PROVIDED ENTRIES:
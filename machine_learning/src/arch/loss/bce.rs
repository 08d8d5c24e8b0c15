use super::LossFn;

const EPS: f32 = 1e-7;

/// Binary cross entropy over a single probability.
#[derive(Default, Clone, Copy)]
pub struct BinaryCrossEntropy;

impl BinaryCrossEntropy {
    /// Returns a new `BinaryCrossEntropy`.
    pub fn new() -> Self {
        Self
    }
}

impl LossFn for BinaryCrossEntropy {
    fn loss(&self, y_pred: f32, y: f32) -> f32 {
        let p = y_pred.clamp(EPS, 1. - EPS);
        -(y * p.ln() + (1. - y) * (1. - p).ln())
    }

    /// Derivative with respect to the pre-activation of a sigmoid output,
    /// where the chain rule collapses to `p - y`.
    fn loss_prime(&self, y_pred: f32, y: f32) -> f32 {
        y_pred - y
    }
}
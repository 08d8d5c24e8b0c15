mod harness;
mod source;

pub use harness::{HarnessConfig, Mode};
pub use source::{SourceConfig, SourceKind};
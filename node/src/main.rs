mod cli;

use std::process::ExitCode;

use clap::Parser;
use log::{error, info, warn};
use machine_learning::Baseline;
use tokio::signal;

use cli::Cli;

#[tokio::main(flavor = "current_thread")]
async fn main() -> ExitCode {
    env_logger::init();

    let config = match Cli::parse().into_config() {
        Ok(config) => config,
        Err(e) => {
            error!("{e}");
            return ExitCode::FAILURE;
        }
    };

    let model = Box::new(Baseline::new(config.frame_len, config.seed));

    let shutdown = async {
        if let Err(e) = signal::ctrl_c().await {
            warn!("failed to listen for ctrl-c: {e}");
            std::future::pending::<()>().await;
        }
        info!("received SIGINT");
    };

    match orchestrator::run(config, model, shutdown).await {
        Ok(_) => ExitCode::SUCCESS,
        Err(e) => {
            error!("{e}");
            ExitCode::FAILURE
        }
    }
}
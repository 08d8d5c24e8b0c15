use std::fmt;

use log::warn;
use machine_learning::Label;

/// Where the frame of an adversarial round came from.
#[derive(Debug, Clone, Copy, PartialEq, Eq)]
pub enum Origin {
    Synthetic,
    Source,
}

impl Origin {
    /// The label the discriminator should learn for this origin.
    pub fn label(self) -> Label {
        match self {
            Origin::Synthetic => Label::Negative,
            Origin::Source => Label::Positive,
        }
    }
}

impl From<bool> for Origin {
    fn from(real: bool) -> Self {
        if real { Origin::Source } else { Origin::Synthetic }
    }
}

impl fmt::Display for Origin {
    fn fmt(&self, f: &mut fmt::Formatter<'_>) -> fmt::Result {
        match self {
            Origin::Synthetic => write!(f, "synthetic"),
            Origin::Source => write!(f, "source"),
        }
    }
}

/// The leading byte of a tagged frame.
#[derive(Debug, Clone, Copy, PartialEq, Eq)]
pub struct Tag {
    pub label: Label,
    /// Whether the raw byte was invalid and replaced by `Label::Negative`.
    pub coerced: bool,
}

impl Tag {
    /// Reads a tag byte, anything other than 0 or 1 becomes 0.
    pub fn coerce(byte: u8) -> Self {
        match Label::from_byte(byte) {
            Some(label) => Self {
                label,
                coerced: false,
            },
            None => Self {
                label: Label::Negative,
                coerced: true,
            },
        }
    }
}

/// Prepends `label` to `body`.
pub fn tag(label: Label, body: &[u8]) -> Vec<u8> {
    let mut frame = Vec::with_capacity(body.len() + 1);
    frame.push(label.as_byte());
    frame.extend_from_slice(body);
    frame
}

/// Splits a tagged frame into its tag and body.
///
/// An empty frame has no tag to read, it is treated as an invalid one.
pub fn strip(frame: &[u8]) -> (Tag, &[u8]) {
    let Some((&byte, body)) = frame.split_first() else {
        warn!("received an empty tagged frame, using label 0");
        let tag = Tag {
            label: Label::Negative,
            coerced: true,
        };
        return (tag, frame);
    };

    let tag = Tag::coerce(byte);
    if tag.coerced {
        warn!(tag = byte; "invalid label, using 0");
    }

    (tag, body)
}

#[cfg(test)]
mod tests {
    use super::*;

    #[test]
    fn valid_tags_are_kept() {
        assert_eq!(Tag::coerce(0).label, Label::Negative);
        assert_eq!(Tag::coerce(1).label, Label::Positive);
        assert!(!Tag::coerce(1).coerced);
    }

    #[test]
    fn invalid_tags_become_zero() {
        for byte in [2, 5, 128, 255] {
            let tag = Tag::coerce(byte);
            assert_eq!(tag.label, Label::Negative);
            assert!(tag.coerced);
        }
    }

    #[test]
    fn strip_splits_the_first_byte() {
        let frame = tag(Label::Positive, b"abc");
        let (tag, body) = strip(&frame);

        assert_eq!(tag.label, Label::Positive);
        assert_eq!(body, b"abc");
    }

    #[test]
    fn empty_frame_is_an_invalid_tag() {
        let (tag, body) = strip(&[]);

        assert!(tag.coerced);
        assert_eq!(tag.label, Label::Negative);
        assert!(body.is_empty());
    }

    #[test]
    fn origin_maps_to_label() {
        assert_eq!(Origin::Synthetic.label().as_byte(), 0);
        assert_eq!(Origin::Source.label().as_byte(), 1);
    }
}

WORK ITEM: Give back the whole listing above, identical in every line.

WRITTEN RESPONSE:
filename machine_learning/src/arch/loss/bce.rs
repository 08d8d5c24e8b0c15
use super::LossFn;

const EPS: f32 = 1e-7;

/// Binary cross entropy over a single probability.
#[derive(Default, Clone, Copy)]
pub struct BinaryCrossEntropy;

impl BinaryCrossEntropy {
    /// Returns a new `BinaryCrossEntropy`.
    pub fn new() -> Self {
        Self
    }
}

impl LossFn for BinaryCrossEntropy {
    fn loss(&self, y_pred: f32, y: f32) -> f32 {
        let p = y_pred.clamp(EPS, 1. - EPS);
        -(y * p.ln() + (1. - y) * (1. - p).ln())
    }

    /// Derivative with respect to the pre-activation of a sigmoid output,
    /// where the chain rule collapses to `p - y`.
    fn loss_prime(&self, y_pred: f32, y: f32) -> f32 {
        y_pred - y
    }
}
repository 08d8d5c24e8b0c15
mod harness;
mod source;

pub use harness::{HarnessConfig, Mode};
pub use source::{SourceConfig, SourceKind};
filename node/src/main.rs
mod cli;

use std::process::ExitCode;

use clap::Parser;
use log::{error, info, warn};
use machine_learning::Baseline;
use tokio::signal;

use cli::Cli;

#[tokio::main(flavor = "current_thread")]
async fn main() -> ExitCode {
    env_logger::init();

    let config = match Cli::parse().into_config() {
        Ok(config) => config,
        Err(e) => {
            error!("{e}");
            return ExitCode::FAILURE;
        }
    };

    let model = Box::new(Baseline::new(config.frame_len, config.seed));

    let shutdown = async {
        if let Err(e) = signal::ctrl_c().await {
            warn!("failed to listen for ctrl-c: {e}");
            std::future::pending::<()>().await;
        }
        info!("received SIGINT");
    };

    match orchestrator::run(config, model, shutdown).await {
        Ok(_) => ExitCode::SUCCESS,
        Err(e) => {
            error!("{e}");
            ExitCode::FAILURE
        }
    }
}
repository 08d8d5c24e8b0c15
use std::fmt;

use log::warn;
use machine_learning::Label;

/// Where the frame of an adversarial round came from.
#[derive(Debug, Clone, Copy, PartialEq, Eq)]
pub enum Origin {
    Synthetic,
    Source,
}

impl Origin {
    /// The label the discriminator should learn for this origin.
    pub fn label(self) -> Label {
        match self {
            Origin::Synthetic => Label::Negative,
            Origin::Source => Label::Positive,
        }
    }
}

impl From<bool> for Origin {
    fn from(real: bool) -> Self {
        if real { Origin::Source } else { Origin::Synthetic }
    }
}

impl fmt::Display for Origin {
    fn fmt(&self, f: &mut fmt::Formatter<'_>) -> fmt::Result {
        match self {
            Origin::Synthetic => write!(f, "synthetic"),
            Origin::Source => write!(f, "source"),
        }
    }
}

/// The leading byte of a tagged frame.
#[derive(Debug, Clone, Copy, PartialEq, Eq)]
pub struct Tag {
    pub label: Label,
    /// Whether the raw byte was invalid and replaced by `Label::Negative`.
    pub coerced: bool,
}

impl Tag {
    /// Reads a tag byte, anything other than 0 or 1 becomes 0.
    pub fn coerce(byte: u8) -> Self {
        match Label::from_byte(byte) {
            Some(label) => Self {
                label,
                coerced: false,
            },
            None => Self {
                label: Label::Negative,
                coerced: true,
            },
        }
    }
}

/// Prepends `label` to `body`.
pub fn tag(label: Label, body: &[u8]) -> Vec<u8> {
    let mut frame = Vec::with_capacity(body.len() + 1);
    frame.push(label.as_byte());
    frame.extend_from_slice(body);
    frame
}

/// Splits a tagged frame into its tag and body.
///
/// An empty frame has no tag to read, it is treated as an invalid one.
pub fn strip(frame: &[u8]) -> (Tag, &[u8]) {
    let Some((&byte, body)) = frame.split_first() else {
        warn!("received an empty tagged frame, using label 0");
        let tag = Tag {
            label: Label::Negative,
            coerced: true,
        };
        return (tag, frame);
    };

    let tag = Tag::coerce(byte);
    if tag.coerced {
        warn!(tag = byte; "invalid label, using 0");
    }

    (tag, body)
}

#[cfg(test)]
mod tests {
    use super::*;

    #[test]
    fn valid_tags_are_kept() {
        assert_eq!(Tag::coerce(0).label, Label::Negative);
        assert_eq!(Tag::coerce(1).label, Label::Positive);
        assert!(!Tag::coerce(1).coerced);
    }

    #[test]
    fn invalid_tags_become_zero() {
        for byte in [2, 5, 128, 255] {
            let tag = Tag::coerce(byte);
            assert_eq!(tag.label, Label::Negative);
            assert!(tag.coerced);
        }
    }

    #[test]
    fn strip_splits_the_first_byte() {
        let frame = tag(Label::Positive, b"abc");
        let (tag, body) = strip(&frame);

        assert_eq!(tag.label, Label::Positive);
        assert_eq!(body, b"abc");
    }

    #[test]
    fn empty_frame_is_an_invalid_tag() {
        let (tag, body) = strip(&[]);

        assert!(tag.coerced);
        assert_eq!(tag.label, Label::Negative);
        assert!(body.is_empty());
    }

    #[test]
    fn origin_maps_to_label() {
        assert_eq!(Origin::Synthetic.label().as_byte(), 0);
        assert_eq!(Origin::Source.label().as_byte(), 1);
    }
}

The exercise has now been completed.